TO DO
Scan the entries below for the word "axum", then copy each line that holds it.

INFORMATION PROVIDED: Begin

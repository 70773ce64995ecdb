use sqlx::PgPool;

pub struct AuditEntry<'a> {
    pub actor: &'a str,
    pub action: &'a str,
    pub resource: &'a str,
    pub resource_id: Option<i32>,
    pub detail: Option<serde_json::Value>,
    pub ip_addr: Option<&'a str>,
}

/// Best effort: a failed audit write is logged, never surfaced to the caller.
pub async fn write_audit(pool: &PgPool, entry: &AuditEntry<'_>) {
    if let Err(e) = write_audit_inner(pool, entry).await {
        tracing::warn!(
            error = %e,
            action = entry.action,
            resource = entry.resource,
            "failed to write audit log entry"
        );
    }
}

async fn write_audit_inner(pool: &PgPool, entry: &AuditEntry<'_>) -> Result<(), sqlx::Error> {
    sqlx::query(
        "INSERT INTO audit_log (actor, action, resource, resource_id, detail, ip_addr)
         VALUES ($1, $2, $3, $4, $5, $6)",
    )
    .bind(entry.actor)
    .bind(entry.action)
    .bind(entry.resource)
    .bind(entry.resource_id)
    .bind(&entry.detail)
    .bind(entry.ip_addr)
    .execute(pool)
    .await?;

    Ok(())
}
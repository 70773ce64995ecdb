use axum::extract::multipart::MultipartError;
use axum::extract::{Multipart, Path, State};
use axum::http::StatusCode;
use axum::response::IntoResponse;
use axum::routing::get;
use axum::{Json, Router};

use crate::api::controls::require_control;
use crate::audit::{AuditEntry, write_audit};
use crate::auth::middleware::AuthUser;
use crate::error::ApiError;
use crate::files::UploadedFile;
use crate::store::AppState;
use crate::subcontrols::{Subcontrol, SubcontrolFields, SubcontrolRecord, queries};
use crate::validation;

// ---------------------------------------------------------------------------
// Router
// ---------------------------------------------------------------------------

pub fn router() -> Router<AppState> {
    Router::new()
        .route("/api/subcontrols", get(list_subcontrols))
        .route(
            "/api/subcontrols/{id}",
            get(get_subcontrol)
                .put(update_subcontrol)
                .delete(delete_subcontrol),
        )
        .route(
            "/api/controls/{control_id}/subcontrols",
            get(list_control_subcontrols).post(create_subcontrol),
        )
}

// ---------------------------------------------------------------------------
// Multipart form
// ---------------------------------------------------------------------------

const EVIDENCE_FILES_FIELD: &str = "evidenceFiles";
const FEEDBACK_FILES_FIELD: &str = "feedbackFiles";

#[derive(Debug, Default)]
struct SubcontrolForm {
    fields: SubcontrolFields,
    evidence_files: Vec<UploadedFile>,
    feedback_files: Vec<UploadedFile>,
}

/// Store one text part of the create form. Accepts both snake_case and the
/// camelCase names the dashboard sends.
fn assign_field(fields: &mut SubcontrolFields, name: &str, value: String) -> Result<(), ApiError> {
    let value = Some(value).filter(|v| !v.is_empty());
    match name {
        "status" => fields.status = value,
        "approver" => fields.approver = value,
        "risk_review" | "riskReview" => fields.risk_review = value,
        "owner" => fields.owner = value,
        "reviewer" => fields.reviewer = value,
        "due_date" | "dueDate" => {
            fields.due_date = value
                .map(|v| parse_due_date(&v))
                .transpose()?;
        }
        "implementation_details" | "implementationDetails" => {
            fields.implementation_details = value;
        }
        "evidence" => fields.evidence = value,
        "feedback" => fields.feedback = value,
        other => tracing::debug!(field = other, "ignoring unknown form field"),
    }
    Ok(())
}

/// Accepts `YYYY-MM-DD` or an RFC 3339 timestamp (date part kept).
fn parse_due_date(value: &str) -> Result<chrono::NaiveDate, ApiError> {
    if let Ok(date) = chrono::NaiveDate::parse_from_str(value, "%Y-%m-%d") {
        return Ok(date);
    }
    chrono::DateTime::parse_from_rfc3339(value)
        .map(|dt| dt.date_naive())
        .map_err(|_| ApiError::BadRequest("due_date must be YYYY-MM-DD or RFC 3339".into()))
}

fn multipart_error(err: MultipartError) -> ApiError {
    if err.status() == StatusCode::PAYLOAD_TOO_LARGE {
        ApiError::PayloadTooLarge(err.body_text())
    } else {
        ApiError::BadRequest(err.body_text())
    }
}

async fn read_form(mut multipart: Multipart) -> Result<SubcontrolForm, ApiError> {
    let mut form = SubcontrolForm::default();

    while let Some(field) = multipart.next_field().await.map_err(multipart_error)? {
        let name = field.name().unwrap_or_default().to_owned();
        let target = match name.as_str() {
            EVIDENCE_FILES_FIELD => Some(&mut form.evidence_files),
            FEEDBACK_FILES_FIELD => Some(&mut form.feedback_files),
            _ => None,
        };

        if let Some(target) = target {
            let file_name = field.file_name().unwrap_or_default().to_owned();
            let content_type = field.content_type().map(str::to_owned);
            let data = field.bytes().await.map_err(multipart_error)?;
            target.push(UploadedFile {
                file_name,
                content_type,
                data,
            });
        } else {
            let value = field.text().await.map_err(multipart_error)?;
            assign_field(&mut form.fields, &name, value)?;
        }
    }

    Ok(form)
}

// ---------------------------------------------------------------------------
// Handlers
// ---------------------------------------------------------------------------

async fn list_subcontrols(
    State(state): State<AppState>,
    _auth: AuthUser,
) -> Result<Json<Vec<Subcontrol>>, ApiError> {
    Ok(Json(queries::list_all(&state.pool).await?))
}

async fn list_control_subcontrols(
    State(state): State<AppState>,
    _auth: AuthUser,
    Path(control_id): Path<i32>,
) -> Result<Json<Vec<Subcontrol>>, ApiError> {
    require_control(&state, control_id).await?;
    let rows = queries::list_by_control(&state.pool, control_id).await?;
    Ok(Json(rows))
}

async fn get_subcontrol(
    State(state): State<AppState>,
    _auth: AuthUser,
    Path(id): Path<i32>,
) -> Result<Json<Subcontrol>, ApiError> {
    let subcontrol = queries::get_by_id(&state.pool, id)
        .await?
        .ok_or_else(|| ApiError::NotFound("subcontrol".into()))?;
    Ok(Json(subcontrol))
}

#[tracing::instrument(skip(state, multipart), fields(%control_id), err)]
async fn create_subcontrol(
    State(state): State<AppState>,
    auth: AuthUser,
    Path(control_id): Path<i32>,
    multipart: Multipart,
) -> Result<impl IntoResponse, ApiError> {
    validation::check_id("control_id", control_id)?;
    require_control(&state, control_id).await?;

    let form = read_form(multipart).await?;
    form.fields.validate()?;

    let subcontrol = queries::create(
        &state.pool,
        &state.files,
        control_id,
        &form.fields,
        form.evidence_files,
        form.feedback_files,
    )
    .await?;

    write_audit(
        &state.pool,
        &AuditEntry {
            actor: &auth.actor,
            action: "subcontrol.create",
            resource: "subcontrol",
            resource_id: Some(subcontrol.id),
            detail: Some(serde_json::json!({
                "control_id": control_id,
                "evidence_files": subcontrol.evidence_files.len(),
                "feedback_files": subcontrol.feedback_files.len(),
            })),
            ip_addr: auth.ip_addr.as_deref(),
        },
    )
    .await;

    Ok((StatusCode::CREATED, Json(subcontrol)))
}

#[tracing::instrument(skip(state, body), fields(%id), err)]
async fn update_subcontrol(
    State(state): State<AppState>,
    auth: AuthUser,
    Path(id): Path<i32>,
    Json(body): Json<SubcontrolRecord>,
) -> Result<Json<Subcontrol>, ApiError> {
    body.validate()?;

    let subcontrol = queries::update(&state.pool, id, &body)
        .await?
        .ok_or_else(|| ApiError::NotFound("subcontrol".into()))?;

    write_audit(
        &state.pool,
        &AuditEntry {
            actor: &auth.actor,
            action: "subcontrol.update",
            resource: "subcontrol",
            resource_id: Some(id),
            detail: Some(serde_json::json!({ "status": subcontrol.status })),
            ip_addr: auth.ip_addr.as_deref(),
        },
    )
    .await;

    Ok(Json(subcontrol))
}

#[tracing::instrument(skip(state), fields(%id), err)]
async fn delete_subcontrol(
    State(state): State<AppState>,
    auth: AuthUser,
    Path(id): Path<i32>,
) -> Result<Json<Subcontrol>, ApiError> {
    let subcontrol = queries::delete_by_id(&state.pool, id)
        .await?
        .ok_or_else(|| ApiError::NotFound("subcontrol".into()))?;

    write_audit(
        &state.pool,
        &AuditEntry {
            actor: &auth.actor,
            action: "subcontrol.delete",
            resource: "subcontrol",
            resource_id: Some(id),
            detail: None,
            ip_addr: auth.ip_addr.as_deref(),
        },
    )
    .await;

    Ok(Json(subcontrol))
}

#[cfg(test)]
mod tests {
    use super::*;

    #[test]
    fn assign_field_accepts_camel_case() {
        let mut fields = SubcontrolFields::default();
        assign_field(&mut fields, "riskReview", "low".into()).unwrap();
        assign_field(&mut fields, "implementationDetails", "done via CI".into()).unwrap();
        assert_eq!(fields.risk_review.as_deref(), Some("low"));
        assert_eq!(
            fields.implementation_details.as_deref(),
            Some("done via CI")
        );
    }

    #[test]
    fn assign_field_empty_string_is_none() {
        let mut fields = SubcontrolFields::default();
        assign_field(&mut fields, "owner", String::new()).unwrap();
        assert!(fields.owner.is_none());
    }

    #[test]
    fn assign_field_ignores_unknown() {
        let mut fields = SubcontrolFields::default();
        assign_field(&mut fields, "colour", "blue".into()).unwrap();
        assert_eq!(fields, SubcontrolFields::default());
    }

    #[test]
    fn due_date_plain_and_timestamp() {
        let d = parse_due_date("2025-06-30").unwrap();
        assert_eq!(d.to_string(), "2025-06-30");
        let d = parse_due_date("2025-06-30T12:00:00Z").unwrap();
        assert_eq!(d.to_string(), "2025-06-30");
    }

    #[test]
    fn due_date_garbage_rejected() {
        let err = parse_due_date("next week").unwrap_err();
        assert!(matches!(err, ApiError::BadRequest(_)));
    }
}
//! Euclidean greatest common divisor.
//!
//! Operands are not normalized to their absolute values: the remainder is
//! truncated (its sign follows the dividend), so the sign of the result is
//! whatever survives the reduction chain. `gcd(-12, 18)` is `6` while
//! `gcd(12, -18)` is `-6`.

/// Greatest common divisor of `m` and `n` by iterative Euclidean reduction.
///
/// `gcd(m, 0)` returns `m` unchanged.
///
/// # Example
/// ```
/// assert_eq!(mathutil_core::gcd(48, 18), 6);
/// assert_eq!(mathutil_core::gcd(17, 5), 1);
/// assert_eq!(mathutil_core::gcd(7, 0), 7);
/// ```
#[must_use]
pub fn gcd(mut m: i64, mut n: i64) -> i64 {
    while n != 0 {
        // wrapping_rem: i64::MIN % -1 is 0 instead of an overflow panic.
        (m, n) = (n, m.wrapping_rem(n));
    }
    m
}

/// Number of remainder steps [`gcd`] performs for `(m, n)`.
#[must_use]
pub fn gcd_steps(mut m: i64, mut n: i64) -> u32 {
    let mut steps = 0;
    while n != 0 {
        (m, n) = (n, m.wrapping_rem(n));
        steps += 1;
    }
    steps
}
//! Application entry point and dispatch.

use std::io::{self, BufRead, Write};

use anyhow::Result;
use tracing::debug;

use mathutil_cli::input::Prompter;
use mathutil_cli::presenter::{JsonPresenter, ResultPresenter, TextPresenter};
use mathutil_core::gcd::{gcd, gcd_steps};
use mathutil_core::iterator::FibSequence;
use mathutil_core::quadratic::quadratic_roots;

use crate::config::{AppConfig, OutputFormat};

/// Prompts, in the order values are read.
pub mod prompts {
    pub const FIBONACCI_TERMS: &str = "Enter the number of terms for the Fibonacci sequence: ";
    pub const GCD_M: &str = "Enter the first number (m): ";
    pub const GCD_N: &str = "Enter the second number (n): ";
    pub const COEFFICIENT_A: &str = "Enter coefficient a: ";
    pub const COEFFICIENT_B: &str = "Enter coefficient b: ";
    pub const COEFFICIENT_C: &str = "Enter coefficient c: ";
}

/// Run the application.
pub fn run(config: &AppConfig) -> Result<()> {
    // Handle shell completion
    if let Some(shell) = config.completion {
        let mut cmd = <AppConfig as clap::CommandFactory>::command();
        mathutil_cli::completion::generate_completion(&mut cmd, shell, &mut io::stdout());
        return Ok(());
    }

    let stdin = io::stdin();
    run_session(config, stdin.lock(), io::stdout(), io::stdout())
}

/// Read the six inputs from `input` and write results to `out`.
///
/// Prompts go to `prompts_out`, which lets callers separate them from the
/// results. The first malformed or missing value aborts the session; results
/// already presented in text mode stay written.
pub fn run_session<R, P, W>(config: &AppConfig, input: R, prompts_out: P, out: W) -> Result<()>
where
    R: BufRead,
    P: Write,
    W: Write,
{
    let mut prompter = Prompter::new(input, prompts_out, !config.show_prompts());
    match config.format {
        OutputFormat::Text => session(&mut prompter, &mut TextPresenter::new(out)),
        OutputFormat::Json => session(&mut prompter, &mut JsonPresenter::new(out)),
    }
}

fn session<R, P, T>(prompter: &mut Prompter<R, P>, presenter: &mut T) -> Result<()>
where
    R: BufRead,
    P: Write,
    T: ResultPresenter,
{
    let requested = prompter.prompt_i64(prompts::FIBONACCI_TERMS)?;
    let seq = FibSequence::from_signed(requested);
    presenter.present_fibonacci(requested, &seq)?;

    let m = prompter.prompt_i64(prompts::GCD_M)?;
    let n = prompter.prompt_i64(prompts::GCD_N)?;
    let g = gcd(m, n);
    debug!(m, n, gcd = g, steps = gcd_steps(m, n), "computed gcd");
    presenter.present_gcd(m, n, g)?;

    let a = prompter.prompt_f64(prompts::COEFFICIENT_A)?;
    let b = prompter.prompt_f64(prompts::COEFFICIENT_B)?;
    let c = prompter.prompt_f64(prompts::COEFFICIENT_C)?;
    let roots = quadratic_roots(a, b, c);
    presenter.present_quadratic([a, b, c], &roots)?;

    presenter.finish()?;
    Ok(())
}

INFORMATION PROVIDED: End

RESPONSE TO THIS TASK
use axum::extract::multipart::MultipartError;
use axum::extract::{Multipart, Path, State};
use axum::http::StatusCode;
use axum::response::IntoResponse;
use axum::routing::get;
use axum::{Json, Router};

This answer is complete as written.